=== Begin Enclosure ===

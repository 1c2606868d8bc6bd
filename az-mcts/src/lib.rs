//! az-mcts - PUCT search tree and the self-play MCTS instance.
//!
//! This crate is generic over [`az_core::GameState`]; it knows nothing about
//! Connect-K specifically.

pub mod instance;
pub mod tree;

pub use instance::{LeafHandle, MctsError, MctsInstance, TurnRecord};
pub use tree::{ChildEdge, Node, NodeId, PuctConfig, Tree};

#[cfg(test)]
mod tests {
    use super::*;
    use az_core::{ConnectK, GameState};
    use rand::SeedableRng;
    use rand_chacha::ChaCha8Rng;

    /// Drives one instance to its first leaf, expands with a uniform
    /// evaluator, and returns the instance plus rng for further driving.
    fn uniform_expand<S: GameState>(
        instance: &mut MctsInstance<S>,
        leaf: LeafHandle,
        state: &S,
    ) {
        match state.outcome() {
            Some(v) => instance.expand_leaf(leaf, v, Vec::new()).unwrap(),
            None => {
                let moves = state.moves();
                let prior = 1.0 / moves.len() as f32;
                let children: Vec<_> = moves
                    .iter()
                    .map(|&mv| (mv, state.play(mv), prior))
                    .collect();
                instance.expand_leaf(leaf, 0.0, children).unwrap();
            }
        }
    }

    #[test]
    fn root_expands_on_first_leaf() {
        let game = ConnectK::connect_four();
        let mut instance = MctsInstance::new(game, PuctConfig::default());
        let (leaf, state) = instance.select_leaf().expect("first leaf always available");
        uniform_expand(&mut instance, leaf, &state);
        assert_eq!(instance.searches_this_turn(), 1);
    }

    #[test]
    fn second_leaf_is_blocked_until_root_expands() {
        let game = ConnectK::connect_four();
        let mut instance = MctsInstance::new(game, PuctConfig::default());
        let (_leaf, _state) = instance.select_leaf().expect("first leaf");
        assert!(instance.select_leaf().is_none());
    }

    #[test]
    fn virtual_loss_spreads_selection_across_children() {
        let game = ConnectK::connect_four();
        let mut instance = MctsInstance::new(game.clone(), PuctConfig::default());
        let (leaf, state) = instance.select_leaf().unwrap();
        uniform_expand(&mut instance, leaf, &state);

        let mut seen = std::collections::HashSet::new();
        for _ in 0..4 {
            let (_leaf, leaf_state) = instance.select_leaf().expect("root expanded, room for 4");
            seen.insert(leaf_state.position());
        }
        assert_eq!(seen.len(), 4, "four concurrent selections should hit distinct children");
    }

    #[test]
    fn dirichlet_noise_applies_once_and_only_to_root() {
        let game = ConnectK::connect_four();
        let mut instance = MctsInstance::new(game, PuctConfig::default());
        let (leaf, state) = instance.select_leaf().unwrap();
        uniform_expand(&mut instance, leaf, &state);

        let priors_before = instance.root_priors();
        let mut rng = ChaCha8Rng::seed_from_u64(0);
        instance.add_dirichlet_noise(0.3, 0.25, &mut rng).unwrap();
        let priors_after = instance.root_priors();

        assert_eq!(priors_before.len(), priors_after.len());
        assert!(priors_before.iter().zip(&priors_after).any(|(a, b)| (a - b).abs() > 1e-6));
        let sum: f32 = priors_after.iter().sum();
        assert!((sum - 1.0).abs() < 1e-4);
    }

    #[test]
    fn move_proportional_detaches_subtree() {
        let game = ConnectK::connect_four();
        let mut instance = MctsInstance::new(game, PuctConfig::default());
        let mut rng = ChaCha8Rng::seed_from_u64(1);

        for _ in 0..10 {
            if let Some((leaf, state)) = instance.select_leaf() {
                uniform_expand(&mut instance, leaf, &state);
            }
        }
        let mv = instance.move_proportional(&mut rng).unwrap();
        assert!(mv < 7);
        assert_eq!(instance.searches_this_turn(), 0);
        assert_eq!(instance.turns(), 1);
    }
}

=== End Enclosure ===

Each line that includes the string "expect" should be copied from the data.

=== SOLUTION TO THIS EXERCISE ===
        let (leaf, state) = instance.select_leaf().expect("first leaf always available");
        let (_leaf, _state) = instance.select_leaf().expect("first leaf");
            let (_leaf, leaf_state) = instance.select_leaf().expect("root expanded, room for 4");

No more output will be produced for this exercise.